In this pandemic world, advances in the use of visual media are helping firms to interact with their customers in new ways. Many brands are adopting XR and offering non-touch product experiences. Visual search has become a reality and the customer journey is getting shorter. However, the use of visual products has not been without controversy. While there is excitement around brand placement on TikTok, the usage of the platform has raised concerns on data privacy. Similarly, there is a strong case to be made for building a smart city and being prepared for the next pandemic yet the negative buzz around image (facial) recognition is making its future viability questionable. Visual artificial intelligence — the combination of computer vision, content formats (video, images and XR), natural language processing (NLP), and machine learning applied for foundational use cases of customer analytics — is the next frontier for many companies. The road is slippery, however, and the pace of innovation is rapid. Companies must tread carefully to realize the full potential of visual AI.

In an earlier piece, we identified strategic considerations for companies to realize benefits from voice AI. Many of those recommendations extend to visual AI as well. The following three strategies, in addition, will help companies benefit from their visual AI initiatives:

Focus on Quantifiable Outcome Metrics

Visual AI can become the latest shiny object in your organization given the typical use of vanity metrics to assess its returns. The consequences of doing so can be costly. You should, instead, push for the deployment of quantifiable outcome metrics to determine if the return on investment from visual AI is appropriate for your company. Consider the following examples for how companies have thought about the benefit-cost tradeoff. In the EdTech college recruitment market, sophisticated platforms are delivering personalized online virtual tours for prospective students, allowing better audience targeting that drives enrollment and yield rates for a diverse set of colleges in financially challenged times with virtual attendance. Advertising industry is replacing the manual coding of identifying end credits to place ads or index content with automated AI recognition and metadata tagging capabilities to cost effectively process higher volume of content. Architecture and design firms are creating precise VR space before any construction to drive collaboration with vendors globally, and achieve significant cost reductions. In sum, while there can be benefits of adopting visual AI for your customers, it is critical that you lay out the costs.

Utilize Computer Vision (CV) Platforms

Companies that have achieved good returns from their investments in visual AI have done so by implementing a CV platform that streamlines the tasks — object detection, object tracking, semantic or instance segmentation, facial recognition, visual search, and optical character recognition — and uses pretrained models for the specific application, e.g. moderating user-uploaded content, recognizing celebrities, or detecting brands and logos. Consider the following success stories: By detecting actions taking place in video automatically, advertisers are able to accurately and automatically place relevant ads.

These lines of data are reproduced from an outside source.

/// Shared data structures for the detector state
///
/// These structs represent the data model that flows between
/// the acquisition layer, the prediction client and the UI layer.
use chrono::{DateTime, Local};
use iced::widget::image::Handle;
use std::io::Cursor;

use crate::error::Fault;

/// The image currently held for submission
#[derive(Debug, Clone)]
pub struct AcquiredImage {
    /// Raw bytes exactly as they will be uploaded
    pub bytes: Vec<u8>,
    /// MIME type sent with the multipart field (e.g. "image/jpeg")
    pub mime_type: String,
    /// File name sent with the multipart field
    pub file_name: String,
    /// Renderable handle over the same bytes
    pub preview: Handle,
    /// Pixel dimensions, when the header could be probed locally
    pub dimensions: Option<(u32, u32)>,
}

impl AcquiredImage {
    /// Wrap raw bytes as an acquired image.
    ///
    /// No validation happens here: bytes that are not a recognizable image
    /// are still accepted and simply have no known dimensions. The service
    /// is the one that rejects bad content.
    pub fn new(bytes: Vec<u8>, mime_type: impl Into<String>, file_name: impl Into<String>) -> Self {
        let dimensions = probe_dimensions(&bytes);
        let preview = Handle::from_bytes(bytes.clone());

        Self {
            bytes,
            mime_type: mime_type.into(),
            file_name: file_name.into(),
            preview,
            dimensions,
        }
    }

    /// Short description for the status line, e.g. "leaf.png (640×480, 12 KB)"
    pub fn summary(&self) -> String {
        let kb = (self.bytes.len() as f64 / 1024.0).ceil() as u64;
        match self.dimensions {
            Some((w, h)) => format!("{} ({}×{}, {} KB)", self.file_name, w, h, kb),
            None => format!("{} ({} KB)", self.file_name, kb),
        }
    }
}

/// Read width/height from the image header without decoding pixels
fn probe_dimensions(bytes: &[u8]) -> Option<(u32, u32)> {
    image::ImageReader::new(Cursor::new(bytes))
        .with_guessed_format()
        .ok()?
        .into_dimensions()
        .ok()
}

/// A diagnosis returned by the classification service
#[derive(Debug, Clone, PartialEq)]
pub struct PredictionResult {
    /// Disease label, e.g. "Leaf Blight"
    pub disease: String,
    /// Confidence in percent (0-100)
    pub confidence: f64,
    /// When the response arrived
    pub received_at: DateTime<Local>,
}

impl PredictionResult {
    pub fn new(disease: impl Into<String>, confidence: f64) -> Self {
        Self {
            disease: disease.into(),
            confidence,
            received_at: Local::now(),
        }
    }

    /// Confidence formatted the way the result card shows it ("92%", "87.5%")
    pub fn confidence_label(&self) -> String {
        format!("{}%", self.confidence)
    }
}

/// Where the current submission attempt stands
#[derive(Debug, Clone, PartialEq, Default)]
pub enum SubmissionPhase {
    /// Nothing submitted, or the previous outcome was invalidated
    #[default]
    Idle,
    /// A request has been sent and no response has arrived yet
    InFlight,
    Succeeded(PredictionResult),
    Failed(Fault),
}

#[cfg(test)]
mod tests {
    use super::*;
    use image::{ImageFormat, RgbImage};

    fn png_bytes(width: u32, height: u32) -> Vec<u8> {
        let img = RgbImage::from_pixel(width, height, image::Rgb([40, 160, 60]));
        let mut out = Cursor::new(Vec::new());
        img.write_to(&mut out, ImageFormat::Png).unwrap();
        out.into_inner()
    }

    #[test]
    fn test_dimensions_probed_from_header() {
        let image = AcquiredImage::new(png_bytes(64, 48), "image/png", "leaf.png");
        assert_eq!(image.dimensions, Some((64, 48)));
        assert!(image.summary().starts_with("leaf.png (64×48"));
    }

    #[test]
    fn test_undecodable_bytes_are_still_accepted() {
        let image = AcquiredImage::new(b"not an image".to_vec(), "text/plain", "notes.txt");
        assert_eq!(image.dimensions, None);
        assert_eq!(image.bytes, b"not an image");
        assert_eq!(image.summary(), "notes.txt (1 KB)");
    }

    #[test]
    fn test_confidence_label() {
        assert_eq!(PredictionResult::new("Leaf Blight", 92.0).confidence_label(), "92%");
        assert_eq!(PredictionResult::new("Rust", 87.5).confidence_label(), "87.5%");
    }
}
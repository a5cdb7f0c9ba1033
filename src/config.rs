use clap::Parser;
use serde::Deserialize;
use std::{
    fs,
    path::{Path, PathBuf},
    time::Duration,
};
use thiserror::Error;
use tracing::info;

/// Prediction endpoint used when nothing else is configured
pub const DEFAULT_ENDPOINT: &str = "https://plantdiseaseapi.vercel.app/predict";

pub const ENV_ENDPOINT: &str = "CROP_DETECTOR_ENDPOINT";
pub const ENV_TIMEOUT_SECS: &str = "CROP_DETECTOR_TIMEOUT_SECS";

/// Command line flags
#[derive(Debug, Default, Parser)]
#[command(name = "crop-disease-detector", version, about)]
pub struct Cli {
    /// Settings file (defaults to <config dir>/crop-disease-detector/settings.toml)
    #[arg(long)]
    pub config: Option<PathBuf>,

    /// Prediction endpoint URL
    #[arg(long)]
    pub endpoint: Option<String>,

    /// Request timeout in seconds (no timeout when unset)
    #[arg(long)]
    pub timeout_secs: Option<u64>,

    /// Index of the capture device to open
    #[arg(long)]
    pub camera_index: Option<u32>,

    /// Log filter used when RUST_LOG is not set
    #[arg(long, default_value = "info")]
    pub log_level: String,
}

#[derive(Debug, Clone, PartialEq, Deserialize)]
#[serde(default)]
pub struct Settings {
    pub endpoint: String,
    pub request_timeout_secs: Option<u64>,
    pub camera_index: u32,
    /// Live camera view refresh interval
    pub preview_refresh_ms: u64,
}

impl Default for Settings {
    fn default() -> Self {
        Self {
            endpoint: DEFAULT_ENDPOINT.into(),
            request_timeout_secs: None,
            camera_index: 0,
            preview_refresh_ms: 66,
        }
    }
}

#[derive(Debug, Error)]
pub enum SettingsError {
    #[error("failed to read settings file {path}: {source}")]
    Read {
        path: PathBuf,
        source: std::io::Error,
    },

    #[error("invalid settings file {path}: {source}")]
    Parse {
        path: PathBuf,
        source: toml::de::Error,
    },

    #[error("invalid value for {name}: {value:?}")]
    InvalidEnv { name: &'static str, value: String },
}

impl Settings {
    pub fn from_file(path: &Path) -> Result<Self, SettingsError> {
        let raw = fs::read_to_string(path).map_err(|source| SettingsError::Read {
            path: path.to_path_buf(),
            source,
        })?;
        toml::from_str(&raw).map_err(|source| SettingsError::Parse {
            path: path.to_path_buf(),
            source,
        })
    }

    /// Overlay environment variables, read through `lookup`
    pub fn apply_env<F>(&mut self, lookup: F) -> Result<(), SettingsError>
    where
        F: Fn(&str) -> Option<String>,
    {
        if let Some(v) = lookup(ENV_ENDPOINT) {
            self.endpoint = v;
        }
        if let Some(v) = lookup(ENV_TIMEOUT_SECS) {
            let secs = v.trim().parse().map_err(|_| SettingsError::InvalidEnv {
                name: ENV_TIMEOUT_SECS,
                value: v.clone(),
            })?;
            self.request_timeout_secs = Some(secs);
        }
        Ok(())
    }

    pub fn apply_cli(&mut self, cli: &Cli) {
        if let Some(v) = &cli.endpoint {
            self.endpoint = v.clone();
        }
        if let Some(v) = cli.timeout_secs {
            self.request_timeout_secs = Some(v);
        }
        if let Some(v) = cli.camera_index {
            self.camera_index = v;
        }
    }

    pub fn request_timeout(&self) -> Option<Duration> {
        self.request_timeout_secs
            .filter(|secs| *secs > 0)
            .map(Duration::from_secs)
    }

    pub fn preview_refresh(&self) -> Duration {
        Duration::from_millis(self.preview_refresh_ms.max(10))
    }
}

/// Default settings file location
/// - Linux: ~/.config/crop-disease-detector/settings.toml
/// - macOS: ~/Library/Application Support/crop-disease-detector/settings.toml
/// - Windows: %APPDATA%\crop-disease-detector\settings.toml
pub fn default_settings_path() -> Option<PathBuf> {
    let mut path = dirs::config_dir()?;
    path.push("crop-disease-detector");
    path.push("settings.toml");
    Some(path)
}

/// Resolve settings: file, then environment, then command line.
///
/// A missing default file is fine; a file named with `--config` must exist.
pub fn load_settings(cli: &Cli) -> Result<Settings, SettingsError> {
    let mut settings = match &cli.config {
        Some(path) => Settings::from_file(path)?,
        None => match default_settings_path() {
            Some(path) if path.exists() => Settings::from_file(&path)?,
            _ => Settings::default(),
        },
    };

    settings.apply_env(|name| std::env::var(name).ok())?;
    settings.apply_cli(cli);

    info!("⚙️  Prediction endpoint: {}", settings.endpoint);
    Ok(settings)
}
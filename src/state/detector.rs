/// The detector's state container
///
/// Holds the acquired image, the submission phase and the live camera
/// session, and enforces the transitions between them:
/// - a new acquisition replaces the image and drops any previous outcome
/// - nothing is acquired, cleared or submitted while a request is in flight
/// - leaving camera mode (capture, cancel, failure) always ends the session
///
/// Operations that are refused because a request is in flight return
/// `Err(Fault::Busy)` and leave the state untouched. Every other fault is
/// recorded as `SubmissionPhase::Failed` so the view can show it.
use iced::widget::image::Handle;
use tracing::{debug, info, warn};

use super::data::{AcquiredImage, PredictionResult, SubmissionPhase};
use crate::acquire::{CameraSession, VideoSource};
use crate::error::{AcquireError, Fault};

#[derive(Debug, Default)]
pub struct DetectorState {
    image: Option<AcquiredImage>,
    phase: SubmissionPhase,
    camera: Option<CameraSession>,
    /// Most recent frame from the live camera view
    live_frame: Option<Handle>,
}

impl DetectorState {
    pub fn new() -> Self {
        Self::default()
    }

    pub fn image(&self) -> Option<&AcquiredImage> {
        self.image.as_ref()
    }

    pub fn is_in_flight(&self) -> bool {
        self.phase == SubmissionPhase::InFlight
    }

    pub fn prediction(&self) -> Option<&PredictionResult> {
        match &self.phase {
            SubmissionPhase::Succeeded(result) => Some(result),
            _ => None,
        }
    }

    pub fn fault(&self) -> Option<&Fault> {
        match &self.phase {
            SubmissionPhase::Failed(fault) => Some(fault),
            _ => None,
        }
    }

    pub fn camera_active(&self) -> bool {
        self.camera.is_some()
    }

    pub fn live_frame(&self) -> Option<&Handle> {
        self.live_frame.as_ref()
    }

    /// Whether the submit action should be offered
    pub fn can_submit(&self) -> bool {
        self.image.is_some() && !self.is_in_flight() && !self.camera_active()
    }

    fn ensure_idle(&self) -> Result<(), Fault> {
        if self.is_in_flight() {
            debug!("Rejected operation while a prediction is in flight");
            return Err(Fault::Busy);
        }
        Ok(())
    }

    fn fail(&mut self, fault: Fault) {
        warn!("⚠️  {}", fault);
        self.phase = SubmissionPhase::Failed(fault);
    }

    /// Store a new image, invalidating any previous outcome
    fn set_image(&mut self, image: AcquiredImage) {
        info!("🖼️  Acquired {}", image.summary());
        self.image = Some(image);
        self.phase = SubmissionPhase::Idle;
    }

    /// Accept the result of reading a picked or dropped file
    pub fn select_file(&mut self, loaded: Result<AcquiredImage, AcquireError>) -> Result<(), Fault> {
        self.ensure_idle()?;

        match loaded {
            Ok(image) => self.set_image(image),
            Err(e) => {
                warn!("⚠️  {}", e);
                self.fail(Fault::FileUnreadable);
            }
        }
        Ok(())
    }

    /// Enter camera mode by opening a session on `source`.
    ///
    /// If the device cannot be opened the phase becomes
    /// `Failed(CameraDenied)` and camera mode is not entered.
    pub fn start_camera(&mut self, source: &mut dyn VideoSource) -> Result<(), Fault> {
        self.ensure_idle()?;
        if self.camera.is_some() {
            return Ok(());
        }

        match source.open() {
            Ok(session) => {
                self.camera = Some(session);
                self.live_frame = None;
            }
            Err(e) => {
                warn!("⚠️  Camera unavailable: {}", e);
                self.fail(Fault::CameraDenied);
            }
        }
        Ok(())
    }

    /// Pull a fresh frame for the live view; errors only skip the frame
    pub fn refresh_live_frame(&mut self) {
        let Some(session) = self.camera.as_mut() else {
            return;
        };

        match session.preview() {
            Ok(handle) => self.live_frame = Some(handle),
            Err(e) => debug!("Skipped live frame: {}", e),
        }
    }

    /// Snapshot the camera into the acquired image and leave camera mode.
    ///
    /// The session is consumed, so the stream is stopped on success and
    /// failure alike. Without an active session this does nothing.
    pub fn capture_image(&mut self) -> Result<(), Fault> {
        self.ensure_idle()?;
        let Some(session) = self.camera.take() else {
            return Ok(());
        };
        self.live_frame = None;

        match session.capture() {
            Ok(image) => self.set_image(image),
            Err(e) => {
                warn!("⚠️  Capture failed: {}", e);
                self.fail(Fault::CaptureFailed);
            }
        }
        Ok(())
    }

    /// Leave camera mode without capturing. Always allowed.
    pub fn stop_camera(&mut self) {
        if let Some(session) = self.camera.take() {
            session.stop();
        }
        self.live_frame = None;
    }

    /// Drop the acquired image and any outcome. Idempotent.
    pub fn clear(&mut self) -> Result<(), Fault> {
        self.ensure_idle()?;
        if self.image.take().is_some() {
            info!("🧹 Cleared image");
        }
        self.phase = SubmissionPhase::Idle;
        Ok(())
    }

    /// Start a submission.
    ///
    /// Without an image this records `Failed(NoImage)` and returns it, so
    /// the caller performs no I/O. Otherwise the phase becomes `InFlight`
    /// and a copy of the image to upload is returned.
    pub fn begin_submission(&mut self) -> Result<AcquiredImage, Fault> {
        self.ensure_idle()?;

        let Some(image) = self.image.clone() else {
            self.fail(Fault::NoImage);
            return Err(Fault::NoImage);
        };

        self.phase = SubmissionPhase::InFlight;
        Ok(image)
    }

    /// Record the outcome of the request started by `begin_submission`
    pub fn finish_submission(&mut self, outcome: Result<PredictionResult, Fault>) {
        if !self.is_in_flight() {
            debug!("Ignoring prediction outcome with no request in flight");
            return;
        }

        match outcome {
            Ok(result) => self.phase = SubmissionPhase::Succeeded(result),
            Err(fault) => self.fail(fault),
        }
    }
}
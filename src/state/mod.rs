/// State management module
///
/// This module holds all application state:
/// - Shared data structures (data.rs)
/// - The acquisition/submission state machine (detector.rs)

pub mod data;
pub mod detector;

pub use data::{AcquiredImage, PredictionResult};
pub use detector::DetectorState;
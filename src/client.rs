/// Prediction service client
///
/// Uploads the acquired image as a single multipart field named `file` and
/// maps the service's JSON reply into a `PredictionResult` or a `Fault`.
///
/// Wire format:
/// - success: `{ "class": "Leaf Blight", "confidence": 92 }`
/// - failure: `{ "error": "Unsupported image format" }` (the field is optional)
use async_trait::async_trait;
use reqwest::multipart::{Form, Part};
use reqwest::{Client, StatusCode};
use serde::Deserialize;
use std::sync::Arc;
use thiserror::Error;
use tracing::{info, warn};

use crate::config::Settings;
use crate::error::Fault;
use crate::state::{AcquiredImage, PredictionResult};

/// Name of the multipart field carrying the image
pub const FILE_FIELD: &str = "file";

#[derive(Debug, Error)]
pub enum ClientError {
    /// The service answered with an error and said why
    #[error("prediction service rejected the image: {0}")]
    Rejected(String),

    /// Non-success status without a usable explanation
    #[error("prediction service returned {0}")]
    Status(StatusCode),

    #[error("transport error: {0}")]
    Transport(#[from] reqwest::Error),

    #[error("malformed prediction response: {0}")]
    Malformed(String),
}

impl ClientError {
    /// The fault shown to the user for this error
    pub fn to_fault(&self) -> Fault {
        match self {
            ClientError::Rejected(message) => Fault::Remote(message.clone()),
            _ => Fault::Generic,
        }
    }
}

/// Anything that can turn an image into a diagnosis
#[async_trait]
pub trait Classifier: Send + Sync {
    async fn classify(&self, image: &AcquiredImage) -> Result<PredictionResult, ClientError>;
}

#[derive(Debug, Deserialize)]
struct PredictResponse {
    class: String,
    confidence: f64,
}

#[derive(Debug, Deserialize)]
struct ErrorResponse {
    error: Option<String>,
}

/// Classifier backed by the remote HTTP service
#[derive(Debug, Clone)]
pub struct HttpClassifier {
    http: Client,
    endpoint: String,
}

impl HttpClassifier {
    pub fn new(settings: &Settings) -> Result<Self, ClientError> {
        let mut builder = Client::builder();
        if let Some(timeout) = settings.request_timeout() {
            builder = builder.timeout(timeout);
        }

        Ok(Self {
            http: builder.build()?,
            endpoint: settings.endpoint.clone(),
        })
    }

    pub fn endpoint(&self) -> &str {
        &self.endpoint
    }
}

#[async_trait]
impl Classifier for HttpClassifier {
    async fn classify(&self, image: &AcquiredImage) -> Result<PredictionResult, ClientError> {
        let part = Part::bytes(image.bytes.clone())
            .file_name(image.file_name.clone())
            .mime_str(&image.mime_type)?;
        let form = Form::new().part(FILE_FIELD, part);

        let response = self.http.post(&self.endpoint).multipart(form).send().await?;
        let status = response.status();
        let body = response.bytes().await?;

        if !status.is_success() {
            return Err(rejection(status, &body));
        }

        let parsed: PredictResponse =
            serde_json::from_slice(&body).map_err(|e| ClientError::Malformed(e.to_string()))?;
        Ok(PredictionResult::new(parsed.class, parsed.confidence))
    }
}

/// Build the error for a non-success response, keeping the service's
/// own message when the body carries a non-empty `error` field
fn rejection(status: StatusCode, body: &[u8]) -> ClientError {
    serde_json::from_slice::<ErrorResponse>(body)
        .ok()
        .and_then(|r| r.error)
        .filter(|message| !message.is_empty())
        .map(ClientError::Rejected)
        .unwrap_or(ClientError::Status(status))
}

/// Run one submission against a classifier and reduce the outcome to what
/// the state machine stores
pub async fn run_submission(
    classifier: Arc<dyn Classifier>,
    image: AcquiredImage,
) -> Result<PredictionResult, Fault> {
    info!("🚀 Submitting {} for prediction", image.summary());

    match classifier.classify(&image).await {
        Ok(result) => {
            info!(
                "✅ Prediction: {} ({})",
                result.disease,
                result.confidence_label()
            );
            Ok(result)
        }
        Err(e) => {
            warn!("⚠️  Prediction failed: {}", e);
            Err(e.to_fault())
        }
    }
}

#[cfg(test)]
mod tests {
    use super::*;
    use axum::{extract::Multipart, http::StatusCode as AxumStatus, routing::post, Json, Router};
    use serde_json::{json, Value};
    use std::sync::Mutex;
    use tokio::net::TcpListener;

    /// What the fake service saw in the last request
    #[derive(Debug, Clone, Default)]
    struct Received {
        fields: Vec<(String, Option<String>, Vec<u8>)>,
    }

    async fn spawn_service(status: AxumStatus, reply: Value) -> (String, Arc<Mutex<Received>>) {
        let received = Arc::new(Mutex::new(Received::default()));
        let seen = Arc::clone(&received);

        let app = Router::new().route(
            "/predict",
            post(move |mut multipart: Multipart| {
                let seen = Arc::clone(&seen);
                let reply = reply.clone();
                async move {
                    let mut fields = Vec::new();
                    while let Some(field) = multipart.next_field().await.unwrap() {
                        let name = field.name().unwrap_or_default().to_string();
                        let content_type = field.content_type().map(str::to_string);
                        let data = field.bytes().await.unwrap().to_vec();
                        fields.push((name, content_type, data));
                    }
                    seen.lock().unwrap().fields = fields;
                    (status, Json(reply))
                }
            }),
        );

        let listener = TcpListener::bind("127.0.0.1:0").await.unwrap();
        let addr = listener.local_addr().unwrap();
        tokio::spawn(async move {
            let _ = axum::serve(listener, app).await;
        });

        (format!("http://{addr}/predict"), received)
    }

    fn classifier_for(endpoint: String) -> HttpClassifier {
        let settings = Settings {
            endpoint,
            ..Settings::default()
        };
        HttpClassifier::new(&settings).unwrap()
    }

    fn leaf() -> AcquiredImage {
        AcquiredImage::new(b"leaf-bytes".to_vec(), "image/jpeg", "leaf.jpg")
    }

    #[tokio::test]
    async fn test_success_parses_class_and_confidence() {
        let (endpoint, received) =
            spawn_service(AxumStatus::OK, json!({"class": "Leaf Blight", "confidence": 92})).await;

        let result = classifier_for(endpoint).classify(&leaf()).await.unwrap();

        assert_eq!(result.disease, "Leaf Blight");
        assert_eq!(result.confidence, 92.0);

        let received = received.lock().unwrap().clone();
        assert_eq!(received.fields.len(), 1);
        let (name, content_type, data) = &received.fields[0];
        assert_eq!(name, FILE_FIELD);
        assert_eq!(content_type.as_deref(), Some("image/jpeg"));
        assert_eq!(data, b"leaf-bytes");
    }

    #[tokio::test]
    async fn test_error_body_becomes_remote_fault() {
        let (endpoint, _) = spawn_service(
            AxumStatus::BAD_REQUEST,
            json!({"error": "Unsupported image format"}),
        )
        .await;

        let err = classifier_for(endpoint).classify(&leaf()).await.unwrap_err();

        assert!(matches!(err, ClientError::Rejected(_)));
        assert_eq!(
            err.to_fault(),
            Fault::Remote("Unsupported image format".into())
        );
    }

    #[tokio::test]
    async fn test_error_without_message_is_generic() {
        let (endpoint, _) =
            spawn_service(AxumStatus::INTERNAL_SERVER_ERROR, json!({"detail": "boom"})).await;

        let err = classifier_for(endpoint).classify(&leaf()).await.unwrap_err();

        assert!(matches!(err, ClientError::Status(s) if s == StatusCode::INTERNAL_SERVER_ERROR));
        assert_eq!(err.to_fault(), Fault::Generic);
    }

    #[tokio::test]
    async fn test_malformed_success_body_is_generic() {
        let (endpoint, _) = spawn_service(AxumStatus::OK, json!({"label": "?"})).await;

        let err = classifier_for(endpoint).classify(&leaf()).await.unwrap_err();

        assert!(matches!(err, ClientError::Malformed(_)));
        assert_eq!(err.to_fault(), Fault::Generic);
    }

    #[tokio::test]
    async fn test_transport_failure_is_generic() {
        // Bind then drop so the port refuses connections
        let listener = TcpListener::bind("127.0.0.1:0").await.unwrap();
        let addr = listener.local_addr().unwrap();
        drop(listener);

        let classifier: Arc<dyn Classifier> =
            Arc::new(classifier_for(format!("http://{addr}/predict")));
        let outcome = run_submission(classifier, leaf()).await;

        assert_eq!(outcome, Err(Fault::Generic));
        assert_eq!(Fault::Generic.to_string(), "An error occurred");
    }

    #[test]
    fn test_empty_error_message_falls_back() {
        let err = rejection(StatusCode::BAD_REQUEST, br#"{"error": ""}"#);
        assert!(matches!(err, ClientError::Status(_)));
        assert_eq!(err.to_fault(), Fault::Generic);
    }
}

The movie industry is using machine vision systems of trailers to predict audience success giving studios more flexibility over marketing, distribution, and release decisions. The emergence of haptics, or use of touch sensation, combined with VR and AR, is allowing users to “touch” things in the virtual world leading to instant feedback and emotional response with visual AI solutions.

Build a Crisis Room for Trust Breach

The interaction between audiences and companies is increasingly virtual and visual. While the use of social media is appealing to reach a broader audience, there are significant hurdles for companies to build and maintain trust. Social media companies have taken steps to rank news sources by various measures of credibility to control the spread of disinformation, though the validity and reliability of methodology is debatable. And, given the stochastic programmatic ad placement, brands can get associated with hate speech. Companies need to mitigate risk by investing in crisis room with personnel and tools that utilize visual AI to detect fraud, identify influencers driving conversation, and plan quick reputation management responses. We propose that brands that allow consumers to “trust but verify” multimedia content targeted at them will be able to increase customer lifetime value (CLV), in addition to enhancing their brand equity.

There is increasing consumer concern about deep-fakes and rapid advances in visual AI now allow automated content generation (using natural language generation), which is blurring the line between human vs machine generated visual content. However, during the COVID-19 pandemic, 38 percent of consumers surveyed have tried a new digital activity or subscription for the first time and 72 percent households with wireless internet now stream video on their connected TVs (CTVs). The forcing function leading to adoption and changes in customer behavior offers a generation changing opportunity for companies across the world. Visual AI, combined with other forms of sensory inputs including voice, touch, and smell, and emergence of newer forms of natural language processing (NLP), together referred to as perception AI, can lead to a much deeper consumer engagement and better outcomes for companies and society.


Saurabh Goorha is a senior fellow at Wharton Customer Analytics and CEO of AffectPercept, a perception AI advisory and analytics firm. Raghuram Iyengar is Miers-Busch W’1885 Professor and professor of marketing at the Wharton School and faculty director of Wharton Customer Analytics.